● YOUR ASSIGNMENT: Would you transcribe all of the data exactly, down to the last character?

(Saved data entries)
┌────────
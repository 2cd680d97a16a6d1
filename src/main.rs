use std::env;

use config::Config;
use dotenvy::dotenv;
use validator::Validate;

use pl_pagination::models::config::ServerConfig;

#[actix_web::main]
async fn main() -> std::io::Result<()> {
    dotenv().ok(); // Load .env file
    env_logger::init_from_env(env_logger::Env::default().default_filter_or("info"));

    // Select config profile (defaults to `local`).
    let app_env = env::var("APP_ENV").unwrap_or_else(|_| "local".into());

    let settings = Config::builder()
        // Add `./config/default.yaml`
        .add_source(config::File::with_name("config/default"))
        // Add environment-specific overrides
        .add_source(config::File::with_name(&format!("config/{app_env}")).required(false))
        // Add settings from the environment (with a prefix of APP)
        .add_source(config::Environment::with_prefix("APP"))
        .build();

    let settings = match settings {
        Ok(settings) => settings,
        Err(err) => {
            log::error!("Error loading settings: {err}");
            std::process::exit(1);
        }
    };

    let server_config = match settings.try_deserialize::<ServerConfig>() {
        Ok(server_config) => server_config,
        Err(err) => {
            log::error!("Error loading server config: {err}");
            std::process::exit(1);
        }
    };

    if let Err(err) = server_config.validate() {
        log::error!("Invalid server config: {err}");
        std::process::exit(1);
    }

    pl_pagination::run(server_config).await
}
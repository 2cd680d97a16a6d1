//! Domain value objects shared by the navigator, link builder and renderer.

pub mod page_set;
pub mod types;
//! Link construction for pagination items.
//!
//! Query strings are split on literal `&` and `=` and values are carried
//! verbatim, so a link produced here reproduces the incoming query byte for
//! byte apart from the `page` entry.

use crate::domain::types::{PageNumber, QueryParameters};

/// The current request as seen by the pagination renderer.
///
/// Holds the URL without its query (`scheme://host/path`) and the parsed
/// query parameters. Hosts build one per request and pass it in explicitly.
#[derive(Clone, Debug, Default, PartialEq, Eq)]
pub struct RequestContext {
    base_url: String,
    params: QueryParameters,
}

impl RequestContext {
    pub fn new(base_url: impl Into<String>, params: QueryParameters) -> Self {
        Self {
            base_url: base_url.into(),
            params,
        }
    }

    /// Splits an absolute URL into base and query parameters.
    ///
    /// Anything after `#` is dropped before splitting.
    pub fn from_url(url: &str) -> Self {
        let url = url.split_once('#').map_or(url, |(before, _)| before);
        let base_url = url.split_once('?').map_or(url, |(base, _)| base);
        Self::new(base_url, parse_query_parameters(url))
    }

    pub fn base_url(&self) -> &str {
        &self.base_url
    }

    pub fn params(&self) -> &QueryParameters {
        &self.params
    }

    /// The full URL of the current request, query included when present.
    pub fn current_url(&self) -> String {
        if self.params.is_empty() {
            self.base_url.clone()
        } else {
            format!("{}{}", self.base_url, query_string(&self.params))
        }
    }

    /// The URL of `page` with every other parameter carried over.
    pub fn url_for(&self, page: PageNumber) -> String {
        build_url(&self.base_url, &self.params, page)
    }
}

/// Serializes `params` as `?k1=v1&k2=v2`, or an empty string when there are none.
pub fn query_string(params: &QueryParameters) -> String {
    if params.is_empty() {
        return String::new();
    }

    let pairs = params
        .iter()
        .map(|(key, value)| format!("{key}={value}"))
        .collect::<Vec<_>>();
    format!("?{}", pairs.join("&"))
}

/// Returns `base_url` followed by `params` with `page` overridden.
pub fn build_url(base_url: &str, params: &QueryParameters, page: PageNumber) -> String {
    format!("{base_url}{}", query_string(&params.with_page(page)))
}

/// Extracts the query parameters of `url`.
///
/// A pair without `=` gets an empty value. Empty segments and pairs with an
/// empty key are skipped. When a key repeats, the last value wins.
pub fn parse_query_parameters(url: &str) -> QueryParameters {
    match url.split_once('?') {
        Some((_, query)) => parse_query(query),
        None => QueryParameters::new(),
    }
}

/// Parses a raw query string (without the leading `?`).
pub fn parse_query(query: &str) -> QueryParameters {
    let mut params = QueryParameters::new();

    for pair in query.split('&').filter(|pair| !pair.is_empty()) {
        let (key, value) = match pair.split_once('=') {
            Some(kv) => kv,
            None => {
                log::debug!("Query parameter `{pair}` has no value, using an empty string");
                (pair, "")
            }
        };
        if key.is_empty() {
            log::debug!("Skipping query parameter with empty key: `{pair}`");
            continue;
        }
        params.insert(key, value);
    }

    params
}

#[cfg(feature = "server")]
mod extract {
    use std::future::{Ready, ready};

    use actix_web::dev::Payload;
    use actix_web::{FromRequest, HttpRequest};

    use super::{RequestContext, parse_query};

    impl From<&HttpRequest> for RequestContext {
        fn from(req: &HttpRequest) -> Self {
            let base_url = {
                let info = req.connection_info();
                format!("{}://{}{}", info.scheme(), info.host(), req.path())
            };
            RequestContext::new(base_url, parse_query(req.query_string()))
        }
    }

    impl FromRequest for RequestContext {
        type Error = actix_web::Error;
        type Future = Ready<Result<Self, Self::Error>>;

        fn from_request(req: &HttpRequest, _payload: &mut Payload) -> Self::Future {
            ready(Ok(RequestContext::from(req)))
        }
    }
}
└────────
● ANSWER SPACE:
repository 2cd680d97a16a6d1
filename src/main.rs
use std::env;

use config::Config;
use dotenvy::dotenv;
use validator::Validate;

use pl_pagination::models::config::ServerConfig;

#[actix_web::main]
async fn main() -> std::io::Result<()> {
    dotenv().ok(); // Load .env file
    env_logger::init_from_env(env_logger::Env::default().default_filter_or("info"));

    // Select config profile (defaults to `local`).
    let app_env = env::var("APP_ENV").unwrap_or_else(|_| "local".into());

    let settings = Config::builder()
        // Add `./config/default.yaml`
        .add_source(config::File::with_name("config/default"))
        // Add environment-specific overrides
        .add_source(config::File::with_name(&format!("config/{app_env}")).required(false))
        // Add settings from the environment (with a prefix of APP)
        .add_source(config::Environment::with_prefix("APP"))
        .build();

    let settings = match settings {
        Ok(settings) => settings,
        Err(err) => {
            log::error!("Error loading settings: {err}");
            std::process::exit(1);
        }
    };

    let server_config = match settings.try_deserialize::<ServerConfig>() {
        Ok(server_config) => server_config,
        Err(err) => {
            log::error!("Error loading server config: {err}");
            std::process::exit(1);
        }
    };

    if let Err(err) = server_config.validate() {
        log::error!("Invalid server config: {err}");
        std::process::exit(1);
    }

    pl_pagination::run(server_config).await
}
repository 2cd680d97a16a6d1
//! Domain value objects shared by the navigator, link builder and renderer.

pub mod page_set;
pub mod types;
//! Link construction for pagination items.
//!
//! Query strings are split on literal `&` and `=` and values are carried
//! verbatim, so a link produced here reproduces the incoming query byte for
//! byte apart from the `page` entry.

use crate::domain::types::{PageNumber, QueryParameters};

/// The current request as seen by the pagination renderer.
///
/// Holds the URL without its query (`scheme://host/path`) and the parsed
/// query parameters. Hosts build one per request and pass it in explicitly.
#[derive(Clone, Debug, Default, PartialEq, Eq)]
pub struct RequestContext {
    base_url: String,
    params: QueryParameters,
}

impl RequestContext {
    pub fn new(base_url: impl Into<String>, params: QueryParameters) -> Self {
        Self {
            base_url: base_url.into(),
            params,
        }
    }

    /// Splits an absolute URL into base and query parameters.
    ///
    /// Anything after `#` is dropped before splitting.
    pub fn from_url(url: &str) -> Self {
        let url = url.split_once('#').map_or(url, |(before, _)| before);
        let base_url = url.split_once('?').map_or(url, |(base, _)| base);
        Self::new(base_url, parse_query_parameters(url))
    }

    pub fn base_url(&self) -> &str {
        &self.base_url
    }

    pub fn params(&self) -> &QueryParameters {
        &self.params
    }

    /// The full URL of the current request, query included when present.
    pub fn current_url(&self) -> String {
        if self.params.is_empty() {
            self.base_url.clone()
        } else {
            format!("{}{}", self.base_url, query_string(&self.params))
        }
    }

    /// The URL of `page` with every other parameter carried over.
    pub fn url_for(&self, page: PageNumber) -> String {
        build_url(&self.base_url, &self.params, page)
    }
}

/// Serializes `params` as `?k1=v1&k2=v2`, or an empty string when there are none.
pub fn query_string(params: &QueryParameters) -> String {
    if params.is_empty() {
        return String::new();
    }

    let pairs = params
        .iter()
        .map(|(key, value)| format!("{key}={value}"))
        .collect::<Vec<_>>();
    format!("?{}", pairs.join("&"))
}

/// Returns `base_url` followed by `params` with `page` overridden.
pub fn build_url(base_url: &str, params: &QueryParameters, page: PageNumber) -> String {
    format!("{base_url}{}", query_string(&params.with_page(page)))
}

/// Extracts the query parameters of `url`.
///
/// A pair without `=` gets an empty value. Empty segments and pairs with an
/// empty key are skipped. When a key repeats, the last value wins.
pub fn parse_query_parameters(url: &str) -> QueryParameters {
    match url.split_once('?') {
        Some((_, query)) => parse_query(query),
        None => QueryParameters::new(),
    }
}

/// Parses a raw query string (without the leading `?`).
pub fn parse_query(query: &str) -> QueryParameters {
    let mut params = QueryParameters::new();

    for pair in query.split('&').filter(|pair| !pair.is_empty()) {
        let (key, value) = match pair.split_once('=') {
            Some(kv) => kv,
            None => {
                log::debug!("Query parameter `{pair}` has no value, using an empty string");
                (pair, "")
            }
        };
        if key.is_empty() {
            log::debug!("Skipping query parameter with empty key: `{pair}`");
            continue;
        }
        params.insert(key, value);
    }

    params
}

#[cfg(feature = "server")]
mod extract {
    use std::future::{Ready, ready};

    use actix_web::dev::Payload;
    use actix_web::{FromRequest, HttpRequest};

    use super::{RequestContext, parse_query};

    impl From<&HttpRequest> for RequestContext {
        fn from(req: &HttpRequest) -> Self {
            let base_url = {
                let info = req.connection_info();
                format!("{}://{}{}", info.scheme(), info.host(), req.path())
            };
            RequestContext::new(base_url, parse_query(req.query_string()))
        }
    }

    impl FromRequest for RequestContext {
        type Error = actix_web::Error;
        type Future = Ready<Result<Self, Self::Error>>;

        fn from_request(req: &HttpRequest, _payload: &mut Payload) -> Self::Future {
            ready(Ok(RequestContext::from(req)))
        }
    }
}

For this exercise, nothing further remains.